A potentially brilliant scientist isn't necessarily the best at memorizing every single idiosyncratic, arcane detail that the professor uses to differentiate an A+ from a B.
I got some pretty darn good grades in undergrad, and whenever I explained to a research PI how the sausage was made they were pretty disgusted by it, because it involves zero intellectual curiosity. Just dissecting and memorizing massive amounts of minute details from the lecture that have zero relevance to the real world. I didn't get those grades because I was the smartest guy in the class (I wasn't by a long-shot), I got them because I was a machine that resided in the same cubicle on the second-floor of the science library 7 days/week. There are plenty of people with lower grades than I got who would be magnificent surgeons or scientists. But, that GPA is a huge gatekeeper to those professions.

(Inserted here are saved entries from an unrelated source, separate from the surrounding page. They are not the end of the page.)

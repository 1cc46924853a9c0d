//! Daemon assembly and accept loop.
//!
//! One client at a time: the accept loop runs `accept → authenticate →
//! session → close` serially, which is what lets the cursor engine treat the
//! system cursor as exclusively its own for the duration of a command. A
//! termination signal sets an atomic flag; a background poller observes it,
//! wakes the blocking accept with a throwaway connection, and the loop exits
//! to clean up the socket file and the wire client.

use std::os::unix::net::{UnixListener, UnixStream};
use std::path::PathBuf;
use std::sync::Arc;
use std::sync::atomic::{AtomicBool, Ordering};
use std::thread;
use std::time::Duration;

use anyhow::{Context, Result};
use core_config::{DAEMON_SOCKET_PATH, Tunables, VHID_SERVER_DIR};
use core_cursor::{CursorControl, PointingSink};
use core_hid::{CharMap, KeyboardReport, PointingReport};
use core_proto::Response;
use core_wire::HidClient;
use tracing::{error, info, warn};

use crate::console::ConsoleUserSource;
use crate::dispatch::{Dispatcher, StatusSource};
use crate::net::{peer_uid, setup_listener};
use crate::session::{SessionConfig, run_session};
use crate::typing::KeyboardSink;

const SHUTDOWN_POLL: Duration = Duration::from_millis(100);

/// Startup parameters for the helper.
#[derive(Debug, Clone)]
pub struct DaemonConfig {
    pub socket_path: PathBuf,
    pub server_dir: PathBuf,
    pub tunables: Tunables,
}

impl Default for DaemonConfig {
    fn default() -> Self {
        Self {
            socket_path: PathBuf::from(DAEMON_SOCKET_PATH),
            server_dir: PathBuf::from(VHID_SERVER_DIR),
            tunables: Tunables::load(),
        }
    }
}

/// The assembled helper daemon.
pub struct Daemon {
    listener: UnixListener,
    socket_path: PathBuf,
    wire: HidClient,
    cursor: Box<dyn CursorControl + Send + Sync>,
    console: Box<dyn ConsoleUserSource>,
    charmap: CharMap,
    tunables: Tunables,
    shutdown: Arc<AtomicBool>,
}

impl Daemon {
    /// Bind the socket and connect the wire client. Both failures are fatal;
    /// nothing else at runtime is.
    pub fn new(
        config: DaemonConfig,
        cursor: Box<dyn CursorControl + Send + Sync>,
        console: Box<dyn ConsoleUserSource>,
    ) -> Result<Self> {
        let console_uid = console.console_uid();
        let listener = setup_listener(&config.socket_path, console_uid)
            .context("create listening socket")?;
        let wire = HidClient::connect(&config.server_dir)
            .context("initialize virtual-HID client")?;
        Ok(Self {
            listener,
            socket_path: config.socket_path,
            wire,
            cursor,
            console,
            charmap: effective_charmap(),
            tunables: config.tunables,
            shutdown: Arc::new(AtomicBool::new(false)),
        })
    }

    /// Flag observed by the shutdown poller; register signal handlers on it.
    pub fn shutdown_flag(&self) -> Arc<AtomicBool> {
        Arc::clone(&self.shutdown)
    }

    /// Install SIGINT/SIGTERM handlers that set the shutdown flag.
    pub fn install_signal_handlers(&self) -> Result<()> {
        for signal in [signal_hook::consts::SIGINT, signal_hook::consts::SIGTERM] {
            signal_hook::flag::register(signal, self.shutdown_flag())
                .context("register signal handler")?;
        }
        Ok(())
    }

    /// Serve until the shutdown flag is raised, then tear everything down.
    pub fn run(&self) -> Result<()> {
        let poller = self.spawn_shutdown_poller();
        let session_config = SessionConfig {
            recv_timeout: self.tunables.recv_timeout,
            idle_max_timeouts: self.tunables.idle_max_timeouts,
        };

        info!(target: "daemon", socket = %self.socket_path.display(), "accepting");
        while !self.shutdown.load(Ordering::Acquire) {
            let (stream, _addr) = match self.listener.accept() {
                Ok(pair) => pair,
                Err(e) => {
                    if self.shutdown.load(Ordering::Acquire) {
                        break;
                    }
                    warn!(target: "daemon", error = %e, "accept_failed");
                    continue;
                }
            };
            if self.shutdown.load(Ordering::Acquire) {
                break;
            }
            self.serve_client(stream, &session_config);
        }

        let _ = std::fs::remove_file(&self.socket_path);
        self.wire.shutdown();
        let _ = poller.join();
        info!(target: "daemon", "stopped");
        Ok(())
    }

    fn serve_client(&self, stream: UnixStream, session_config: &SessionConfig) {
        let uid = match peer_uid(&stream) {
            Ok(uid) => uid,
            Err(e) => {
                warn!(target: "daemon", error = %e, "peer_credentials_unavailable");
                return;
            }
        };
        // Re-resolved per connection so fast user switching takes effect.
        let console_uid = self.console.console_uid();
        if !peer_allowed(uid, console_uid) {
            warn!(target: "daemon", peer_uid = uid, ?console_uid, "peer_rejected");
            return;
        }
        info!(target: "daemon", peer_uid = uid, "peer_accepted");

        let sink = WireSink(&self.wire);
        let dispatcher = Dispatcher {
            cursor: self.cursor.as_ref(),
            pointing: &sink,
            keyboard: &sink,
            status: &sink,
            charmap: &self.charmap,
            tunables: &self.tunables,
        };
        let outcome = run_session(stream, uid, session_config, |line| {
            let response: Response = dispatcher.handle_line(line);
            response.encode_line()
        });
        match outcome {
            Ok(end) => info!(target: "daemon", peer_uid = uid, ?end, "session_closed"),
            Err(e) => error!(target: "daemon", peer_uid = uid, error = %e, "session_failed"),
        }
    }

    /// Watches the shutdown flag and unblocks `accept` with a throwaway
    /// connection once it is raised. No work happens in signal context.
    fn spawn_shutdown_poller(&self) -> thread::JoinHandle<()> {
        let flag = self.shutdown_flag();
        let socket_path = self.socket_path.clone();
        thread::Builder::new()
            .name("daemon-shutdown".into())
            .spawn(move || {
                while !flag.load(Ordering::Acquire) {
                    thread::sleep(SHUTDOWN_POLL);
                }
                info!(target: "daemon", "shutdown_requested");
                let _ = UnixStream::connect(&socket_path);
            })
            .expect("spawn shutdown poller")
    }
}

/// Admission rule: root always, otherwise exactly the current console user.
pub(crate) fn peer_allowed(peer_uid: u32, console_uid: Option<u32>) -> bool {
    peer_uid == 0 || console_uid == Some(peer_uid)
}

/// Reference map, overlaid with the configured layout when one is set.
fn effective_charmap() -> CharMap {
    let reference = CharMap::reference();
    let Some(layout) = core_config::layout_id() else {
        return reference;
    };

    #[cfg(target_os = "macos")]
    {
        use core_hid::{build_substitution, layout::CarbonLayoutResolver};
        match CarbonLayoutResolver::new(&layout) {
            Ok(resolver) => {
                let substitution = build_substitution(&resolver, &reference);
                return CharMap::with_substitution(substitution);
            }
            Err(e) => {
                warn!(target: "daemon", layout = layout.as_str(), error = %e, "layout_unavailable");
                return reference;
            }
        }
    }

    #[cfg(not(target_os = "macos"))]
    {
        warn!(
            target: "daemon",
            layout = layout.as_str(),
            "layout_substitution_unsupported_on_this_platform"
        );
        return reference;
    }
}

/// Adapter giving the dispatcher trait views over the wire client.
struct WireSink<'a>(&'a HidClient);

impl PointingSink for WireSink<'_> {
    fn post(&self, report: &PointingReport) -> Result<()> {
        self.0.post_pointing(report).map_err(anyhow::Error::from)
    }
}

impl KeyboardSink for WireSink<'_> {
    fn post(&self, report: &KeyboardReport) -> Result<()> {
        self.0.post_keyboard(report).map_err(anyhow::Error::from)
    }
}

impl StatusSource for WireSink<'_> {
    fn keyboard_ready(&self) -> bool {
        self.0.keyboard_ready()
    }
    fn pointing_ready(&self) -> bool {
        self.0.pointing_ready()
    }
}

#[cfg(test)]
mod tests {
    use super::*;

    #[test]
    fn root_is_always_admitted() {
        assert!(peer_allowed(0, None));
        assert!(peer_allowed(0, Some(501)));
    }

    #[test]
    fn console_user_is_admitted_others_rejected() {
        assert!(peer_allowed(501, Some(501)));
        assert!(!peer_allowed(502, Some(501)));
        assert!(!peer_allowed(501, None));
    }
}
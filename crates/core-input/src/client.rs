//! Blocking line client for the helper socket.
//!
//! One connection, one outstanding request. A send or receive failure closes
//! the connection, reopens it, and retries the request exactly once; a
//! second failure surfaces as "helper not available". Responses that arrive
//! but fail to parse are protocol errors and are never retried.

use std::io::{self, BufRead, BufReader, Write};
use std::os::unix::net::UnixStream;
use std::path::{Path, PathBuf};

use core_proto::{Command, Response};
use tracing::{debug, warn};

use crate::InputError;

struct Connection {
    reader: BufReader<UnixStream>,
    writer: UnixStream,
}

pub struct HelperClient {
    socket_path: PathBuf,
    connection: Option<Connection>,
}

impl HelperClient {
    pub fn new(socket_path: impl AsRef<Path>) -> Self {
        Self {
            socket_path: socket_path.as_ref().to_path_buf(),
            connection: None,
        }
    }

    /// Send one command and read its response line.
    pub fn request(&mut self, command: &Command) -> Result<Response, InputError> {
        let line = command.encode_line();
        let raw = match self.exchange(&line) {
            Ok(raw) => raw,
            Err(first) => {
                // Transport failure: reconnect and retry exactly once.
                debug!(target: "orchestrator.client", error = %first, "retrying_after_transport_error");
                self.disconnect();
                self.exchange(&line).map_err(|second| {
                    warn!(target: "orchestrator.client", error = %second, "helper_unreachable");
                    InputError::HelperUnavailable
                })?
            }
        };
        Ok(Response::parse_line(&raw)?)
    }

    pub fn disconnect(&mut self) {
        self.connection = None;
    }

    fn exchange(&mut self, line: &str) -> io::Result<String> {
        let connection = self.connect_if_needed()?;
        let outcome = Self::write_then_read(connection, line);
        if outcome.is_err() {
            self.connection = None;
        }
        outcome
    }

    fn write_then_read(connection: &mut Connection, line: &str) -> io::Result<String> {
        connection.writer.write_all(line.as_bytes())?;
        let mut response = String::new();
        let n = connection.reader.read_line(&mut response)?;
        if n == 0 {
            return Err(io::Error::new(
                io::ErrorKind::UnexpectedEof,
                "helper closed the connection",
            ));
        }
        Ok(response)
    }

    fn connect_if_needed(&mut self) -> io::Result<&mut Connection> {
        if self.connection.is_none() {
            let stream = UnixStream::connect(&self.socket_path)?;
            let reader = BufReader::new(stream.try_clone()?);
            debug!(
                target: "orchestrator.client",
                socket = %self.socket_path.display(),
                "helper_connected"
            );
            self.connection = Some(Connection {
                reader,
                writer: stream,
            });
        }
        Ok(self.connection.as_mut().expect("connection just created"))
    }
}
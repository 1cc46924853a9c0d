//! core-input: the user-side input orchestrator.
//!
//! Sits between the hosting program's tool dispatch and the privileged
//! helper. For every call it resolves the mirrored window's geometry, maps
//! window-relative points to absolute screen coordinates (failing fast on
//! anything outside the window), consults the fail-closed permission policy,
//! and brokers one newline-delimited JSON request to the helper socket with
//! exactly one transparent reconnect-and-retry on transport failure.
//!
//! The window bridge, screen capture, and screen describer are external
//! capabilities; this crate defines only the traits it consumes or exposes.

pub mod bridge;
pub mod client;
pub mod orchestrator;

pub use bridge::{MirroringState, ScreenCapture, ScreenDescriber, WindowBridge, WindowGeometry};
pub use client::HelperClient;
pub use orchestrator::{Orchestrator, TypeOutcome};

use thiserror::Error;

/// Failures surfaced to the hosting program, separated by kind so it can
/// present appropriate feedback.
#[derive(Debug, Error)]
pub enum InputError {
    /// Transport: the helper socket could not be (re)used even after the
    /// one-shot retry.
    #[error("helper not available")]
    HelperUnavailable,
    /// The mirroring window could not be resolved.
    #[error("mirroring window not available")]
    WindowUnavailable,
    /// Window-relative coordinates outside `[0, size)`.
    #[error("coordinates out of window bounds: ({x}, {y})")]
    OutOfBounds { x: f64, y: f64 },
    /// The policy hides or denies the capability.
    #[error("permission denied: {0}")]
    PermissionDenied(String),
    /// `launch_app` target is on the blocked list.
    #[error("application blocked: {0}")]
    AppBlocked(String),
    /// The helper answered `ok: false`.
    #[error("helper error: {0}")]
    Helper(String),
    /// The helper answered with something that is not a response line.
    #[error("protocol error: {0}")]
    Protocol(#[from] core_proto::ProtoError),
    /// Window activation failed.
    #[error("window activation failed: {0}")]
    Activation(String),
}
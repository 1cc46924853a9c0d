//! Text chunking and segmentation.
//!
//! A chunk is a batch of characters emitted as one keyboard report: up to the
//! configured chunk size (and never more than the report's 32 slots), sharing
//! one combined modifier mask. A character whose required mask conflicts with
//! the chunk's (both non-empty and different) starts a new chunk, so a run of
//! shifted characters never shares a report with an option-bearing one.
//! Dead-key compositions cannot ride in a batch at all; they surface as their
//! own emission so the caller can insert the compose delay between strokes.

use tracing::trace;

use crate::charmap::{CharMap, CharStrokes, KeyStroke};
use crate::report::{KEYBOARD_SLOTS, Modifiers};

/// One unit of keyboard output.
#[derive(Debug, Clone, PartialEq, Eq)]
pub enum Emission {
    /// One report pressing `keys` under `modifiers`, then a release.
    Batch {
        modifiers: Modifiers,
        keys: Vec<u16>,
    },
    /// Dead key, compose delay, base key, then a release.
    Compose { dead: KeyStroke, base: KeyStroke },
}

/// A maximal run of consecutively typeable or untypeable characters.
#[derive(Debug, Clone, PartialEq, Eq)]
pub struct Segment {
    pub text: String,
    pub typeable: bool,
}

/// Split `text` into typeable and skipped runs against `map`.
pub fn segment_text(map: &CharMap, text: &str) -> Vec<Segment> {
    let mut segments: Vec<Segment> = Vec::new();
    for c in text.chars() {
        let typeable = map.is_typeable(c);
        match segments.last_mut() {
            Some(seg) if seg.typeable == typeable => seg.text.push(c),
            _ => segments.push(Segment {
                text: c.to_string(),
                typeable,
            }),
        }
    }
    segments
}

/// Translate `text` into emissions plus the scalar values of every skipped
/// character, preserving input order across both.
pub fn chunk_text(map: &CharMap, text: &str, chunk_size: usize) -> (Vec<Emission>, Vec<u32>) {
    fn flush(emissions: &mut Vec<Emission>, keys: &mut Vec<u16>, mask: &mut Modifiers) {
        if !keys.is_empty() {
            emissions.push(Emission::Batch {
                modifiers: *mask,
                keys: std::mem::take(keys),
            });
            *mask = Modifiers::empty();
        }
    }

    let capacity = chunk_size.clamp(1, KEYBOARD_SLOTS);
    let mut emissions = Vec::new();
    let mut skipped = Vec::new();
    let mut pending_keys: Vec<u16> = Vec::new();
    let mut pending_mask = Modifiers::empty();

    for c in text.chars() {
        match map.resolve(c) {
            CharStrokes::Skip => {
                trace!(target: "hid.chunk", character = c as u32, "skip_untypeable");
                skipped.push(c as u32);
            }
            CharStrokes::Compose { dead, base } => {
                flush(&mut emissions, &mut pending_keys, &mut pending_mask);
                emissions.push(Emission::Compose { dead, base });
            }
            CharStrokes::Single(stroke) => {
                let conflicting = !stroke.modifiers.is_empty()
                    && !pending_mask.is_empty()
                    && stroke.modifiers != pending_mask;
                if pending_keys.len() == capacity || conflicting {
                    flush(&mut emissions, &mut pending_keys, &mut pending_mask);
                }
                pending_keys.push(stroke.usage);
                pending_mask |= stroke.modifiers;
            }
        }
    }
    flush(&mut emissions, &mut pending_keys, &mut pending_mask);

    (emissions, skipped)
}
//! Quartz implementation of [`CursorControl`].
//!
//! `CGWarpMouseCursorPosition` repositions the cursor without generating an
//! HID event, which is exactly why the nudge in the sync engine exists.
//! Dissociation keeps human mouse movement from fighting the warp while an
//! action is in flight.

use std::ffi::c_void;

use anyhow::{Result, bail};

use crate::CursorControl;

#[repr(C)]
#[derive(Clone, Copy)]
struct CGPoint {
    x: f64,
    y: f64,
}

type CGError = i32;
const K_CG_ERROR_SUCCESS: CGError = 0;

#[link(name = "CoreGraphics", kind = "framework")]
unsafe extern "C" {
    fn CGEventCreate(source: *const c_void) -> *mut c_void;
    fn CGEventGetLocation(event: *const c_void) -> CGPoint;
    fn CGWarpMouseCursorPosition(new_cursor_position: CGPoint) -> CGError;
    fn CGAssociateMouseAndMouseCursorPosition(connected: u32) -> CGError;
}

#[link(name = "CoreFoundation", kind = "framework")]
unsafe extern "C" {
    fn CFRelease(cf: *const c_void);
}

/// The real system cursor.
pub struct QuartzCursor;

impl QuartzCursor {
    pub fn new() -> Self {
        Self
    }
}

impl Default for QuartzCursor {
    fn default() -> Self {
        Self::new()
    }
}

impl CursorControl for QuartzCursor {
    fn position(&self) -> Result<(f64, f64)> {
        unsafe {
            let event = CGEventCreate(std::ptr::null());
            if event.is_null() {
                bail!("CGEventCreate returned null");
            }
            let location = CGEventGetLocation(event);
            CFRelease(event.cast_const());
            Ok((location.x, location.y))
        }
    }

    fn warp(&self, x: f64, y: f64) -> Result<()> {
        let status = unsafe { CGWarpMouseCursorPosition(CGPoint { x, y }) };
        if status != K_CG_ERROR_SUCCESS {
            bail!("CGWarpMouseCursorPosition failed: {status}");
        }
        Ok(())
    }

    fn set_associated(&self, associated: bool) -> Result<()> {
        let status = unsafe { CGAssociateMouseAndMouseCursorPosition(u32::from(associated)) };
        if status != K_CG_ERROR_SUCCESS {
            bail!("CGAssociateMouseAndMouseCursorPosition failed: {status}");
        }
        Ok(())
    }
}
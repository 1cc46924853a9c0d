//! Per-client session loop.
//!
//! One line in, one line out, strictly in order. Receive timeouts are not
//! errors: each empty interval bumps a consecutive-timeout counter that any
//! successful read resets; exhausting the counter drops the client. The
//! line buffer is bounded; a client that streams 64 KB without a newline
//! gets an error response and a cleared buffer, not a dead daemon.

use std::io::{Read, Write};
use std::os::unix::net::UnixStream;
use std::time::Duration;

use anyhow::{Context, Result};
use core_proto::{MAX_LINE_BYTES, ProtoError, Response};
use tracing::{debug, info, warn};

/// Socket-loop knobs, taken from the tunables at daemon startup.
#[derive(Debug, Clone)]
pub struct SessionConfig {
    pub recv_timeout: Duration,
    pub idle_max_timeouts: u32,
}

/// Why the session ended. Informational; every variant leaves the daemon
/// accepting.
#[derive(Debug, Clone, Copy, PartialEq, Eq)]
pub enum SessionEnd {
    Eof,
    IdleTimeout,
    TransportError,
}

/// Run one client to completion. `handle_line` maps a request line to a
/// complete newline-terminated response line.
pub fn run_session(
    mut stream: UnixStream,
    peer_uid: u32,
    config: &SessionConfig,
    mut handle_line: impl FnMut(&str) -> String,
) -> Result<SessionEnd> {
    stream
        .set_read_timeout(Some(config.recv_timeout))
        .context("set read timeout")?;
    stream
        .set_write_timeout(Some(config.recv_timeout))
        .context("set write timeout")?;

    info!(target: "daemon.session", peer_uid, "session_started");

    let mut buffer: Vec<u8> = Vec::new();
    let mut idle_timeouts = 0u32;
    let mut chunk = [0u8; 4096];

    loop {
        match stream.read(&mut chunk) {
            Ok(0) => {
                debug!(target: "daemon.session", peer_uid, "session_eof");
                return Ok(SessionEnd::Eof);
            }
            Ok(n) => {
                idle_timeouts = 0;
                buffer.extend_from_slice(&chunk[..n]);
                while let Some(newline) = buffer.iter().position(|&b| b == b'\n') {
                    let line_bytes: Vec<u8> = buffer.drain(..=newline).collect();
                    let line = String::from_utf8_lossy(&line_bytes[..newline]);
                    let response = handle_line(line.trim());
                    if let Err(end) = write_response(&mut stream, &response) {
                        return Ok(end);
                    }
                }
                if buffer.len() > MAX_LINE_BYTES {
                    warn!(
                        target: "daemon.session",
                        peer_uid,
                        buffered = buffer.len(),
                        "line_buffer_overflow"
                    );
                    buffer.clear();
                    let response = Response::failure(ProtoError::LineTooLong.to_string());
                    if let Err(end) = write_response(&mut stream, &response.encode_line()) {
                        return Ok(end);
                    }
                }
            }
            Err(e)
                if e.kind() == std::io::ErrorKind::WouldBlock
                    || e.kind() == std::io::ErrorKind::TimedOut =>
            {
                idle_timeouts += 1;
                if idle_timeouts >= config.idle_max_timeouts {
                    info!(
                        target: "daemon.session",
                        peer_uid,
                        idle_timeouts,
                        "idle_client_dropped"
                    );
                    return Ok(SessionEnd::IdleTimeout);
                }
            }
            Err(e) if e.kind() == std::io::ErrorKind::ConnectionReset => {
                debug!(target: "daemon.session", peer_uid, "connection_reset");
                return Ok(SessionEnd::TransportError);
            }
            Err(e) => return Err(e).context("session read"),
        }
    }
}

fn write_response(stream: &mut UnixStream, response: &str) -> std::result::Result<(), SessionEnd> {
    match stream.write_all(response.as_bytes()) {
        Ok(()) => Ok(()),
        Err(e) => {
            debug!(target: "daemon.session", error = %e, "response_write_failed");
            Err(SessionEnd::TransportError)
        }
    }
}

#[cfg(test)]
mod tests {
    use super::*;
    use std::io::{BufRead, BufReader};
    use std::thread;
    use std::time::Instant;

    fn config(recv_ms: u64, idle_max: u32) -> SessionConfig {
        SessionConfig {
            recv_timeout: Duration::from_millis(recv_ms),
            idle_max_timeouts: idle_max,
        }
    }

    /// Echo-style handler tagging each line so tests can assert ordering.
    fn echo(line: &str) -> String {
        format!("echo:{line}\n")
    }

    #[test]
    fn serves_lines_in_order() {
        let (client, server) = UnixStream::pair().unwrap();
        let handle = thread::spawn(move || run_session(server, 501, &config(200, 4), echo));

        let mut client_write = client.try_clone().unwrap();
        client_write.write_all(b"one\ntwo\n").unwrap();
        let mut reader = BufReader::new(client);
        let mut line = String::new();
        reader.read_line(&mut line).unwrap();
        assert_eq!(line, "echo:one\n");
        line.clear();
        reader.read_line(&mut line).unwrap();
        assert_eq!(line, "echo:two\n");

        drop(client_write);
        drop(reader);
        assert_eq!(handle.join().unwrap().unwrap(), SessionEnd::Eof);
    }

    #[test]
    fn partial_lines_wait_for_their_newline() {
        let (client, server) = UnixStream::pair().unwrap();
        let handle = thread::spawn(move || run_session(server, 501, &config(200, 8), echo));

        let mut client_write = client.try_clone().unwrap();
        client_write.write_all(b"hel").unwrap();
        thread::sleep(Duration::from_millis(50));
        client_write.write_all(b"lo\n").unwrap();

        let mut reader = BufReader::new(client);
        let mut line = String::new();
        reader.read_line(&mut line).unwrap();
        assert_eq!(line, "echo:hello\n");

        drop(client_write);
        drop(reader);
        handle.join().unwrap().unwrap();
    }

    #[test]
    fn idle_client_is_dropped_after_the_configured_window() {
        let (client, server) = UnixStream::pair().unwrap();
        let started = Instant::now();
        let end = run_session(server, 501, &config(50, 3), echo).unwrap();
        assert_eq!(end, SessionEnd::IdleTimeout);
        let elapsed = started.elapsed();
        assert!(elapsed >= Duration::from_millis(150), "dropped too early: {elapsed:?}");
        assert!(elapsed < Duration::from_millis(600), "dropped too late: {elapsed:?}");
        drop(client);
    }

    #[test]
    fn activity_resets_the_idle_counter() {
        let (client, server) = UnixStream::pair().unwrap();
        let handle = thread::spawn(move || run_session(server, 501, &config(60, 2), echo));

        let mut client_write = client.try_clone().unwrap();
        let reader_stream = client.try_clone().unwrap();
        let mut reader = BufReader::new(reader_stream);
        // Keep sending inside the idle window; the session must outlive
        // several would-be timeout periods.
        for _ in 0..5 {
            thread::sleep(Duration::from_millis(80));
            client_write.write_all(b"ping\n").unwrap();
            let mut line = String::new();
            reader.read_line(&mut line).unwrap();
            assert_eq!(line, "echo:ping\n");
        }
        drop(client_write);
        drop(reader);
        drop(client);
        assert_eq!(handle.join().unwrap().unwrap(), SessionEnd::Eof);
    }

    #[test]
    fn oversized_line_gets_an_error_and_a_cleared_buffer() {
        let (client, server) = UnixStream::pair().unwrap();
        let handle = thread::spawn(move || run_session(server, 501, &config(500, 4), echo));

        let mut client_write = client.try_clone().unwrap();
        // More than the cap with no newline anywhere.
        let blob = vec![b'x'; MAX_LINE_BYTES + 512];
        client_write.write_all(&blob).unwrap();

        let mut reader = BufReader::new(client);
        let mut line = String::new();
        reader.read_line(&mut line).unwrap();
        let response = Response::parse_line(&line).unwrap();
        assert!(!response.ok);
        assert!(response.error.unwrap().contains("exceeds"));

        // The session is still alive and usable afterwards. Any tail of the
        // discarded blob may prefix the next line, so match the end only.
        client_write.write_all(b"still here\n").unwrap();
        line.clear();
        reader.read_line(&mut line).unwrap();
        assert!(line.starts_with("echo:"));
        assert!(line.ends_with("still here\n"));

        drop(client_write);
        drop(reader);
        handle.join().unwrap().unwrap();
    }
}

For example, the infamous med school STEP 1 exam is going pass/fail next year, because students have stopped caring about learning about how to practice medicine in the real world, and have started grinding thousands of ANKI cards every day to memorize infinite details about weird autosomal recessive diseases that like 4 people on the planet have, and game the test. The curve is tight, and performance on the test has stopped reflecting ability to actually perform the jobs the test is gatekeeping for.